[Dataset entries]
Start of Block
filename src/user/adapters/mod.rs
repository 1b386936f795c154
//! Adapter implementations for user ports.

pub mod memory;
//! Repository port for task persistence and listing.

use crate::error::ErrorKind;
use crate::task::domain::{Task, TaskId};
use crate::user::domain::UserId;
use async_trait::async_trait;
use std::sync::Arc;
use thiserror::Error;

/// Result type for task repository operations.
pub type TaskRepositoryResult<T> = Result<T, TaskRepositoryError>;

/// Task persistence contract.
///
/// Implementations must never accept an identifier that was stored before,
/// even after the task has been deleted.
#[async_trait]
pub trait TaskRepository: Send + Sync {
    /// Stores a new task.
    ///
    /// # Errors
    ///
    /// Returns [`TaskRepositoryError::DuplicateTask`] when the task ID exists
    /// or previously existed.
    async fn store(&self, task: &Task) -> TaskRepositoryResult<()>;

    /// Persists changes to an existing task.
    ///
    /// # Errors
    ///
    /// Returns [`TaskRepositoryError::NotFound`] when the task does not exist.
    async fn update(&self, task: &Task) -> TaskRepositoryResult<()>;

    /// Finds a task by identifier.
    ///
    /// Returns `None` when the task does not exist.
    async fn find_by_id(&self, id: &TaskId) -> TaskRepositoryResult<Option<Task>>;

    /// Deletes a task and retires its identifier.
    ///
    /// # Errors
    ///
    /// Returns [`TaskRepositoryError::NotFound`] when the task does not exist.
    async fn delete(&self, id: &TaskId) -> TaskRepositoryResult<()>;

    /// Returns the tasks owned by `user_id`, ordered by identifier.
    async fn list_by_user(&self, user_id: &UserId) -> TaskRepositoryResult<Vec<Task>>;

    /// Returns every stored task, ordered by identifier.
    async fn list_all(&self) -> TaskRepositoryResult<Vec<Task>>;
}

/// Errors returned by task repository implementations.
#[derive(Debug, Clone, Error)]
pub enum TaskRepositoryError {
    /// A task with the same identifier exists or once existed.
    #[error("duplicate task identifier: {0}")]
    DuplicateTask(TaskId),

    /// The task was not found.
    #[error("task not found: {0}")]
    NotFound(TaskId),

    /// Persistence-layer failure.
    #[error("persistence error: {0}")]
    Persistence(Arc<dyn std::error::Error + Send + Sync>),
}

impl TaskRepositoryError {
    /// Wraps a persistence error.
    pub fn persistence(err: impl std::error::Error + Send + Sync + 'static) -> Self {
        Self::Persistence(Arc::new(err))
    }

    /// Returns the transport-neutral error kind.
    #[must_use]
    pub const fn kind(&self) -> ErrorKind {
        match self {
            Self::DuplicateTask(_) => ErrorKind::Conflict,
            Self::NotFound(_) => ErrorKind::NotFound,
            Self::Persistence(_) => ErrorKind::Persistence,
        }
    }
}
End of Block
* [Problem requirements] Looking at the records above, return exactly the lines from the line with "use async_trait::async_trait;" to the line with "pub enum TaskRepositoryError", both ends included.

* [Task solution]
use async_trait::async_trait;
use std::sync::Arc;
use thiserror::Error;

/// Result type for task repository operations.
pub type TaskRepositoryResult<T> = Result<T, TaskRepositoryError>;

/// Task persistence contract.
///
/// Implementations must never accept an identifier that was stored before,
/// even after the task has been deleted.
#[async_trait]
pub trait TaskRepository: Send + Sync {
    /// Stores a new task.
    ///
    /// # Errors
    ///
    /// Returns [`TaskRepositoryError::DuplicateTask`] when the task ID exists
    /// or previously existed.
    async fn store(&self, task: &Task) -> TaskRepositoryResult<()>;

    /// Persists changes to an existing task.
    ///
    /// # Errors
    ///
    /// Returns [`TaskRepositoryError::NotFound`] when the task does not exist.
    async fn update(&self, task: &Task) -> TaskRepositoryResult<()>;

    /// Finds a task by identifier.
    ///
    /// Returns `None` when the task does not exist.
    async fn find_by_id(&self, id: &TaskId) -> TaskRepositoryResult<Option<Task>>;

    /// Deletes a task and retires its identifier.
    ///
    /// # Errors
    ///
    /// Returns [`TaskRepositoryError::NotFound`] when the task does not exist.
    async fn delete(&self, id: &TaskId) -> TaskRepositoryResult<()>;

    /// Returns the tasks owned by `user_id`, ordered by identifier.
    async fn list_by_user(&self, user_id: &UserId) -> TaskRepositoryResult<Vec<Task>>;

    /// Returns every stored task, ordered by identifier.
    async fn list_all(&self) -> TaskRepositoryResult<Vec<Task>>;
}

/// Errors returned by task repository implementations.
#[derive(Debug, Clone, Error)]
pub enum TaskRepositoryError {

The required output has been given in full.